───── THE INPUT ─────
//! Computer move selection.
//!
//! The policy is a greedy one-ply cascade: take a winning square, else
//! block the opponent's winning square, else prefer the center, then a
//! random corner, then any random square. It looks at single moves only,
//! so a fork (two simultaneous threats) beats it.

use crate::error::PolicyError;
use crate::{Board, Mark, Position};
use rand::Rng;
use rand::seq::IndexedRandom;
use tracing::{debug, instrument};

/// Cascade level that produced a decision, in priority order.
#[derive(Debug, Clone, Copy, PartialEq, Eq, Hash, derive_more::Display)]
pub enum Tier {
    /// Completes a line for the deciding side.
    #[display("win")]
    Win,
    /// Takes the square the opponent would win with.
    #[display("block")]
    Block,
    /// Takes the center.
    #[display("center")]
    Center,
    /// Takes a random free corner.
    #[display("corner")]
    Corner,
    /// Takes any random free square.
    #[display("fallback")]
    Fallback,
}

/// A chosen square and the tier that chose it.
#[derive(Debug, Clone, Copy, PartialEq, Eq)]
pub struct Decision {
    /// Board index (0-8).
    pub index: usize,
    /// Cascade level responsible.
    pub tier: Tier,
}

impl Decision {
    fn new(index: usize, tier: Tier) -> Self {
        Self { index, tier }
    }
}

/// Runs the full cascade and reports which tier decided.
///
/// `rng` is only consulted by the corner and fallback tiers.
///
/// # Errors
///
/// Returns [`PolicyError::NoMovesAvailable`] when the board is full.
#[instrument(skip(board, rng))]
pub fn decide<R: Rng + ?Sized>(
    board: &Board,
    self_mark: Mark,
    opponent_mark: Mark,
    rng: &mut R,
) -> Result<Decision, PolicyError> {
    let available = board.available_moves();
    if available.is_empty() {
        return Err(PolicyError::NoMovesAvailable);
    }

    let decision = if let Some(index) = completing_move(board, &available, self_mark) {
        Decision::new(index, Tier::Win)
    } else if let Some(index) = completing_move(board, &available, opponent_mark) {
        Decision::new(index, Tier::Block)
    } else if available.contains(&Position::Center.to_index()) {
        Decision::new(Position::Center.to_index(), Tier::Center)
    } else {
        let corners: Vec<usize> = available
            .iter()
            .copied()
            .filter(|&index| Position::from_index(index).is_some_and(Position::is_corner))
            .collect();
        match corners.choose(rng) {
            Some(&index) => Decision::new(index, Tier::Corner),
            None => {
                let index = *available.choose(rng).ok_or(PolicyError::NoMovesAvailable)?;
                Decision::new(index, Tier::Fallback)
            }
        }
    };

    debug!(index = decision.index, tier = %decision.tier, "Policy decided");
    Ok(decision)
}

/// Chooses a board index for `self_mark`.
///
/// # Errors
///
/// Returns [`PolicyError::NoMovesAvailable`] when the board is full.
pub fn choose_move<R: Rng + ?Sized>(
    board: &Board,
    self_mark: Mark,
    opponent_mark: Mark,
    rng: &mut R,
) -> Result<usize, PolicyError> {
    decide(board, self_mark, opponent_mark, rng).map(|decision| decision.index)
}

/// First available index (ascending) where `mark` would complete a line.
fn completing_move(board: &Board, available: &[usize], mark: Mark) -> Option<usize> {
    available.iter().copied().find(|&index| {
        board
            .with_move(index, mark)
            .is_ok_and(|trial| trial.is_winner(mark))
    })
}

/// Something that picks moves for one side.
pub trait Strategy {
    /// Picks a move on `board` for this strategy's side.
    fn choose(&mut self, board: &Board) -> Result<Decision, PolicyError>;

    /// The side this strategy plays.
    fn mark(&self) -> Mark;

    /// Display name.
    fn name(&self) -> &str;
}

/// The greedy cascade bound to a side and a random source.
#[derive(Debug)]
pub struct HeuristicPlayer<R> {
    name: String,
    mark: Mark,
    rng: R,
}

impl<R: Rng> HeuristicPlayer<R> {
    /// Creates a player for `mark` drawing tie-breaks from `rng`.
    pub fn new(name: impl Into<String>, mark: Mark, rng: R) -> Self {
        Self {
            name: name.into(),
            mark,
            rng,
        }
    }
}

impl<R: Rng> Strategy for HeuristicPlayer<R> {
    fn choose(&mut self, board: &Board) -> Result<Decision, PolicyError> {
        decide(board, self.mark, self.mark.opponent(), &mut self.rng)
    }

    fn mark(&self) -> Mark {
        self.mark
    }

    fn name(&self) -> &str {
        &self.name
    }
}

/// Picks the lowest free square. Deterministic; useful as a sparring partner.
#[derive(Debug, Clone)]
pub struct FirstAvailable {
    name: String,
    mark: Mark,
}

impl FirstAvailable {
    /// Creates a first-available player for `mark`.
    pub fn new(name: impl Into<String>, mark: Mark) -> Self {
        Self {
            name: name.into(),
            mark,
        }
    }
}

impl Strategy for FirstAvailable {
    fn choose(&mut self, board: &Board) -> Result<Decision, PolicyError> {
        board
            .available_moves()
            .first()
            .map(|&index| Decision::new(index, Tier::Fallback))
            .ok_or(PolicyError::NoMovesAvailable)
    }

    fn mark(&self) -> Mark {
        self.mark
    }

    fn name(&self) -> &str {
        &self.name
    }
}
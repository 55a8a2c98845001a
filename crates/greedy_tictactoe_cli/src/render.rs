//! Text rendering of the board.

use greedy_tictactoe::{Board, Position};

const SEPARATOR: &str = "-----------";

/// Formats the board as a 3x3 grid, one row per line.
///
/// ```text
///  X | O |
/// -----------
///    | X |
/// -----------
///  O |   |
/// ```
pub fn render_board(board: &Board) -> String {
    grid(|index| {
        board
            .get(index)
            .map(|square| square.symbol())
            .unwrap_or(' ')
            .to_string()
    })
}

/// The same grid with each square showing its 1-9 number.
pub fn render_guide() -> String {
    grid(|index| {
        Position::from_index(index)
            .map(|pos| pos.to_one_based().to_string())
            .unwrap_or_default()
    })
}

fn grid(cell: impl Fn(usize) -> String) -> String {
    let separator = format!("\n{SEPARATOR}\n");
    (0..3)
        .map(|row| {
            let cells: Vec<String> = (0..3).map(|col| cell(row * 3 + col)).collect();
            format!(" {} | {} | {} ", cells[0], cells[1], cells[2])
        })
        .collect::<Vec<_>>()
        .join(separator.as_str())
}
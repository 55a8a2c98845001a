//! Draw detection logic for tic-tac-toe.

use super::win::winner;
use crate::{Board, Square};

/// Checks if the board is full (all squares occupied).
pub fn is_full(board: &Board) -> bool {
    board.squares().iter().all(|s| *s != Square::Empty)
}

/// A full board with no winner.
pub fn is_draw(board: &Board) -> bool {
    is_full(board) && winner(board).is_none()
}
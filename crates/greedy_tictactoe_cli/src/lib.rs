//! Greedy Tic-Tac-Toe - terminal driver
//!
//! Everything between the game logic in [`greedy_tictactoe`] and a
//! person at a keyboard: command-line flags, the TOML config file,
//! localized text, board rendering, input parsing, and the round loop.
//!
//! # Example
//!
//! ```
//! use greedy_tictactoe::{FirstAvailable, Mark};
//! use greedy_tictactoe_cli::{GameConfig, Session};
//! use std::io::Cursor;
//!
//! // The sparring computer always takes the lowest free square, so the
//! // human wins down the middle column and then declines a replay.
//! let input = Cursor::new("5\n2\n8\nn\n");
//! let computer = FirstAvailable::new("Komputer", Mark::Computer);
//! let mut session = Session::new(input, Vec::new(), &GameConfig::default(), computer);
//! let score = session.run().unwrap();
//! assert_eq!(score.rounds(), 1);
//! assert_eq!(score.human_wins, 1);
//! ```

#![warn(missing_docs)]
#![forbid(unsafe_code)]

mod cli;
mod config;
mod input;
mod messages;
mod render;
mod session;

pub use cli::Cli;
pub use config::{ConfigError, GameConfig};
pub use input::{InputError, parse_position, parse_yes};
pub use messages::{Language, Messages};
pub use render::{render_board, render_guide};
pub use session::{Scoreboard, Session, SessionError};
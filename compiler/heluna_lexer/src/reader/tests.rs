use super::*;

#[test]
fn test_counter_starts_before_first_column() {
    let reader = SourceReader::new("abc");
    assert_eq!(reader.position(), Position::new(1, 0));
}

#[test]
fn test_read_advances_column() {
    let mut reader = SourceReader::new("ab");
    assert_eq!(reader.read(), Some((0, 'a')));
    assert_eq!(reader.position(), Position::new(1, 1));
    assert_eq!(reader.read(), Some((1, 'b')));
    assert_eq!(reader.position(), Position::new(1, 2));
    assert_eq!(reader.read(), None);
    assert_eq!(reader.position(), Position::new(1, 2));
}

#[test]
fn test_newline_resets_column_to_one() {
    let mut reader = SourceReader::new("a\nb");
    reader.read();
    assert_eq!(reader.read(), Some((1, '\n')));
    assert_eq!(reader.position(), Position::new(2, 1));
    reader.read();
    assert_eq!(reader.position(), Position::new(2, 2));
}

#[test]
fn test_push_back_replays_without_moving_counter() {
    let mut reader = SourceReader::new("xy");
    let (offset, ch) = reader.read().unwrap_or_default();
    reader.push_back(offset, ch);
    assert_eq!(reader.position(), Position::new(1, 1));
    assert_eq!(reader.read(), Some((0, 'x')));
    assert_eq!(reader.position(), Position::new(1, 1));
    assert_eq!(reader.read(), Some((1, 'y')));
    assert_eq!(reader.position(), Position::new(1, 2));
}

#[test]
fn test_offsets_are_byte_offsets() {
    let mut reader = SourceReader::new("é+");
    assert_eq!(reader.read(), Some((0, 'é')));
    assert_eq!(reader.read(), Some((2, '+')));
    // One column per character, regardless of encoded width.
    assert_eq!(reader.position(), Position::new(1, 2));
}
//! Parse error types.
//!
//! Stream navigation errors are fatal to the current parse attempt only.
//! The cursor is left where it was before the failing call, so a caller can
//! backtrack and try another rule.

use heluna_ir::{Position, Token};

/// A stream navigation error.
#[derive(Clone, Debug, Eq, PartialEq, Hash, thiserror::Error)]
#[error("Parser error{}: {message}", at(.token))]
pub struct ParseError {
    pub kind: ParseErrorKind,
    /// Caller-supplied description of what was expected.
    pub message: String,
    /// The offending token. `None` when the stream was exhausted.
    pub token: Option<Token>,
}

/// Why a stream navigation call failed.
#[derive(Copy, Clone, Debug, Eq, PartialEq, Hash)]
pub enum ParseErrorKind {
    /// A token was required but the stream was exhausted.
    UnexpectedEnd,
    /// The next token has the wrong kind or text.
    UnexpectedToken,
}

impl ParseError {
    /// Component name shown in rendered errors.
    pub const COMPONENT: &'static str = "Parser";

    pub fn unexpected_end(message: impl Into<String>) -> Self {
        ParseError {
            kind: ParseErrorKind::UnexpectedEnd,
            message: message.into(),
            token: None,
        }
    }

    pub fn unexpected_token(message: impl Into<String>, token: Token) -> Self {
        ParseError {
            kind: ParseErrorKind::UnexpectedToken,
            message: message.into(),
            token: Some(token),
        }
    }

    #[inline]
    pub fn message(&self) -> &str {
        &self.message
    }

    /// Position of the offending token, if there was one.
    pub fn position(&self) -> Option<Position> {
        self.token.as_ref().map(Token::position)
    }
}

fn at(token: &Option<Token>) -> String {
    token
        .as_ref()
        .map_or_else(String::new, |token| format!(" at {}", token.position()))
}
//! Scan-ordered token list.

use std::ops::Index;

use crate::Token;

/// The tokens produced by one scan, in scan order, together with the source
/// they were scanned from.
///
/// Tokens are only appended by the lexer. Once a scan finishes the list is
/// treated as immutable; consumers navigate it through a cursor.
#[derive(Clone, Debug, Default, Eq, PartialEq, Hash)]
pub struct TokenList {
    source: String,
    tokens: Vec<Token>,
}

impl TokenList {
    /// Create an empty list for `source`.
    pub fn new(source: impl Into<String>) -> Self {
        TokenList {
            source: source.into(),
            tokens: Vec::new(),
        }
    }

    /// Append a token.
    ///
    /// Callers must push in increasing `index` order.
    #[inline]
    pub fn push(&mut self, token: Token) {
        debug_assert!(
            !matches!(self.tokens.last(), Some(last) if last.index >= token.index),
            "tokens must be pushed in increasing index order"
        );
        self.tokens.push(token);
    }

    /// Get the number of tokens.
    #[inline]
    pub fn len(&self) -> usize {
        self.tokens.len()
    }

    /// Check if empty.
    #[inline]
    pub fn is_empty(&self) -> bool {
        self.tokens.is_empty()
    }

    /// Get a token by index.
    #[inline]
    pub fn get(&self, index: usize) -> Option<&Token> {
        self.tokens.get(index)
    }

    /// Iterate over the tokens in scan order.
    pub fn iter(&self) -> std::slice::Iter<'_, Token> {
        self.tokens.iter()
    }

    /// Get the tokens as a slice.
    #[inline]
    pub fn as_slice(&self) -> &[Token] {
        &self.tokens
    }

    /// The raw source text this list was scanned from.
    #[inline]
    pub fn source(&self) -> &str {
        &self.source
    }

    /// True if the most recently pushed token's text equals `text`.
    ///
    /// Compares text only, regardless of kind.
    pub fn last_text_is(&self, text: &str) -> bool {
        self.tokens.last().is_some_and(|last| last.text == text)
    }
}

impl Index<usize> for TokenList {
    type Output = Token;

    #[inline]
    fn index(&self, index: usize) -> &Token {
        &self.tokens[index]
    }
}

impl<'a> IntoIterator for &'a TokenList {
    type Item = &'a Token;
    type IntoIter = std::slice::Iter<'a, Token>;

    fn into_iter(self) -> Self::IntoIter {
        self.tokens.iter()
    }
}
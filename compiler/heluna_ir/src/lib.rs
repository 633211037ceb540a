//! Heluna IR - token data model.
//!
//! This crate contains the values exchanged between the Heluna lexer and
//! everything downstream of it:
//! - `TokenKind` and `Token` for classified, positioned source text
//! - `Position` for line/column locations
//! - `TokenList` for the immutable, scan-ordered lexer output
//!
//! Every type is a plain immutable value (`Clone + Eq + Hash + Debug`), so a
//! finished token list can be shared freely between independent cursors.

mod position;
mod token;
mod token_list;

pub use position::Position;
pub use token::{Token, TokenKind};
pub use token_list::TokenList;
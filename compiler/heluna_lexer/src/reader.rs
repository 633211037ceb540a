//! Character reader with position tracking and one-character pushback.
//!
//! The reader hands out `(byte offset, char)` pairs. Every fresh character
//! advances the line/column counter: a newline moves to the next line and
//! resets the column to 1, anything else bumps the column.
//!
//! # Pushback
//!
//! The scanner decides where a token ends by reading one character past it.
//! That character is handed back through [`SourceReader::push_back`] and
//! replayed by the next [`SourceReader::read`]. Replaying does not move the
//! counter, so a token completed by pushback and the token that starts with
//! the replayed character share the same position.

use std::str::CharIndices;

use heluna_ir::Position;

pub(crate) struct SourceReader<'src> {
    chars: CharIndices<'src>,
    /// Replay slot: at most one pushed-back character with its offset.
    replay: Option<(u32, char)>,
    line: u32,
    column: u32,
}

impl<'src> SourceReader<'src> {
    /// Create a reader at the start of `source`.
    ///
    /// `source` must be at most `u32::MAX` bytes long; `lex` checks this
    /// before scanning.
    pub(crate) fn new(source: &'src str) -> Self {
        debug_assert!(
            u32::try_from(source.len()).is_ok(),
            "source length must fit in u32"
        );
        SourceReader {
            chars: source.char_indices(),
            replay: None,
            line: Position::START.line,
            column: Position::START.column,
        }
    }

    /// Read the next character, replaying a pushed-back one first.
    ///
    /// Returns `None` at end of input.
    pub(crate) fn read(&mut self) -> Option<(u32, char)> {
        if let Some(replayed) = self.replay.take() {
            return Some(replayed);
        }
        let (offset, ch) = self.chars.next()?;
        if ch == '\n' {
            self.line = self.line.saturating_add(1);
            self.column = 1;
        } else {
            self.column = self.column.saturating_add(1);
        }
        Some((u32::try_from(offset).unwrap_or(u32::MAX), ch))
    }

    /// Un-read a character so the next `read` returns it again.
    pub(crate) fn push_back(&mut self, offset: u32, ch: char) {
        debug_assert!(
            self.replay.is_none(),
            "at most one character can be pushed back"
        );
        self.replay = Some((offset, ch));
    }

    /// Current value of the line/column counter.
    #[inline]
    pub(crate) fn position(&self) -> Position {
        Position::new(self.line, self.column)
    }
}

#[cfg(test)]
mod tests;
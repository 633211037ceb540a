//! Line/column source locations.

use std::fmt;

/// A line/column location in Heluna source.
///
/// Both coordinates are 1-based once the scanner has read a character.
/// The scanner's counter starts at `line 1, column 0` (nothing read yet).
#[derive(Copy, Clone, Debug, Default, Eq, PartialEq, Hash, PartialOrd, Ord)]
pub struct Position {
    pub line: u32,
    pub column: u32,
}

impl Position {
    /// Position of the scanner before any character has been read.
    pub const START: Position = Position { line: 1, column: 0 };

    #[inline]
    pub const fn new(line: u32, column: u32) -> Self {
        Position { line, column }
    }
}

impl fmt::Display for Position {
    fn fmt(&self, f: &mut fmt::Formatter<'_>) -> fmt::Result {
        write!(f, "line {}, column {}", self.line, self.column)
    }
}
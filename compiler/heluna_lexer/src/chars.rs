//! Character classes of the Heluna lexical grammar.
//!
//! The blank and symbol sets are part of the language's lexical contract:
//! a compatible scanner must use exactly these characters.

/// Characters that separate tokens. Never emitted as tokens themselves.
pub const BLANKS: [char; 4] = [' ', '\n', '\r', '\t'];

/// Reserved symbols. Each occurrence is a one-character `Symbol` token, and
/// none of them can be part of an identifier, label or reference.
pub const SYMBOLS: [char; 22] = [
    '=', '.', ',', '-', '+', '*', '/', '%', '?', '&', '!', '|', '\'', ';', '<', '>', '(', ')', '{',
    '}', '[', ']',
];

/// Returns true for token-separating blank characters.
#[inline]
pub fn is_blank(ch: char) -> bool {
    matches!(ch, ' ' | '\n' | '\r' | '\t')
}

/// Returns true for reserved symbol characters.
#[inline]
pub fn is_symbol(ch: char) -> bool {
    matches!(
        ch,
        '=' | '.'
            | ','
            | '-'
            | '+'
            | '*'
            | '/'
            | '%'
            | '?'
            | '&'
            | '!'
            | '|'
            | '\''
            | ';'
            | '<'
            | '>'
            | '('
            | ')'
            | '{'
            | '}'
            | '['
            | ']'
    )
}

/// Returns true for ASCII decimal digits.
#[inline]
pub fn is_digit(ch: char) -> bool {
    ch.is_ascii_digit()
}

/// Decode the character following a `\` inside a string literal.
///
/// Returns `None` for escape codes the language does not define.
#[inline]
pub fn decode_escape(ch: char) -> Option<char> {
    match ch {
        'n' => Some('\n'),
        'r' => Some('\r'),
        't' => Some('\t'),
        '\\' => Some('\\'),
        '"' => Some('"'),
        _ => None,
    }
}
─────
TASK PROMPT
Across the entries above, find the lines with the string "FirstAvailable" and copy them.

ANSWER SPACE
pub struct FirstAvailable {
impl FirstAvailable {
impl Strategy for FirstAvailable {
//! use greedy_tictactoe::{FirstAvailable, Mark};
//! let computer = FirstAvailable::new("Komputer", Mark::Computer);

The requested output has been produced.